I glanced up looking for a clock only to find that I wasn't in my room. I looked around to try and remember where I was and how I got here. When I studied the plain room I realized that I was in a hotel room and that I was not in Texas anymore. That and it was currently noon.

I let forth a smile as I realized that I was indeed in another state and that my foster parents couldn't touch me here. Stretching, I yawned as I got up and headed toward the bathroom. I looked myself in the mirror only to wince at the sight of me.

My hair was all over the place, my eyeliner was smeared down my face and my clothes were wrinkled. Sighing, I started the shower and striped down. I stepped into the warm shower as it ran down my pale skin causing me to shiver. I let the warm water soothe my tense muscles and clear my mind of everything from my foster parents to the dream. It helped.

After I felt clean mentally and physically, I got out of the shower wrapping a white hotel towel around my slim body. I approached the mirror and whipped it clean of all the perspiration. I looked at me reflection only to see a pair of crystal blue eyes starting at me and not my hazel ones. I gasped and leaned in closer. What the hell was going on, I thought, my mind on edge and on high alert,

Before I started to totally freak out, I closed my eyes hoping for them to turn back and opened them to have my natural honey hazel eyes staring back at me. I breathed a sigh of relief. I had no clue what happened but frankly I didn't want to know.

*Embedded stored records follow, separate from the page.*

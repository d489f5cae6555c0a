//! Grouped aggregate queries over `sales_records`.

use sqlx::{PgPool, Postgres, QueryBuilder};

use crate::models::analytics::{DailySales, DimensionTotals, SalesDimension, SalesTotals};
use crate::repositories::common::{apply_sales_filters, SalesFilters};

/// Sums per value of `dimension`, highest `total_sales` first.
///
/// Ties keep whatever order the database produces.
pub async fn top_by_dimension(
    pool: &PgPool,
    dimension: SalesDimension,
    filters: &SalesFilters,
    limit: i64,
) -> Result<Vec<DimensionTotals>, sqlx::Error> {
    let column = dimension.column();
    let mut builder: QueryBuilder<Postgres> = QueryBuilder::new(format!(
        "SELECT {column} AS key, \
         COALESCE(SUM(sales_amount), 0)::DOUBLE PRECISION AS total_sales, \
         COALESCE(SUM(quantity), 0)::BIGINT AS total_quantity, \
         COUNT(*) AS order_count \
         FROM sales_records"
    ));
    let mut has_clause = false;
    apply_sales_filters(&mut builder, &mut has_clause, filters);
    builder
        .push(format!(" GROUP BY {column} ORDER BY total_sales DESC LIMIT "))
        .push_bind(limit);

    builder
        .build_query_as::<DimensionTotals>()
        .fetch_all(pool)
        .await
}

/// Totals per calendar day of `sales_date`, oldest first.
pub async fn daily_totals(
    pool: &PgPool,
    filters: &SalesFilters,
) -> Result<Vec<DailySales>, sqlx::Error> {
    let mut builder: QueryBuilder<Postgres> = QueryBuilder::new(
        "SELECT sales_date::date AS \"date\", \
         COALESCE(SUM(sales_amount), 0)::DOUBLE PRECISION AS daily_sales, \
         COUNT(*) AS daily_orders \
         FROM sales_records",
    );
    let mut has_clause = false;
    apply_sales_filters(&mut builder, &mut has_clause, filters);
    builder.push(" GROUP BY 1 ORDER BY 1 ASC");

    builder.build_query_as::<DailySales>().fetch_all(pool).await
}

/// Sums across every matching record; an empty set yields zeros.
pub async fn totals(pool: &PgPool, filters: &SalesFilters) -> Result<SalesTotals, sqlx::Error> {
    let mut builder: QueryBuilder<Postgres> = QueryBuilder::new(
        "SELECT COALESCE(SUM(sales_amount), 0)::DOUBLE PRECISION AS total_sales, \
         COUNT(*) AS total_orders, \
         COALESCE(SUM(quantity), 0)::BIGINT AS total_quantity \
         FROM sales_records",
    );
    let mut has_clause = false;
    apply_sales_filters(&mut builder, &mut has_clause, filters);

    builder.build_query_as::<SalesTotals>().fetch_one(pool).await
}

As I got dressed I thought about the dream again. For some reason I felt like it was just gonna pop out of my mind and attack me, causing my muscles to tense again. The red eyes flashed through my mind making me shiver. They held so much malice and hatred as well as a sort of blood lust that it scared me half to death. And it took a lot to scare me.

I got dressed in an extra large black Korn T-shirt and went back to the brick of a bed, and decided I needed more sleep. I flipped through the channels on the TV until Tom a Jerry started chasing each other and I fell to sleep with the funniest cat and mouse chase dream ever.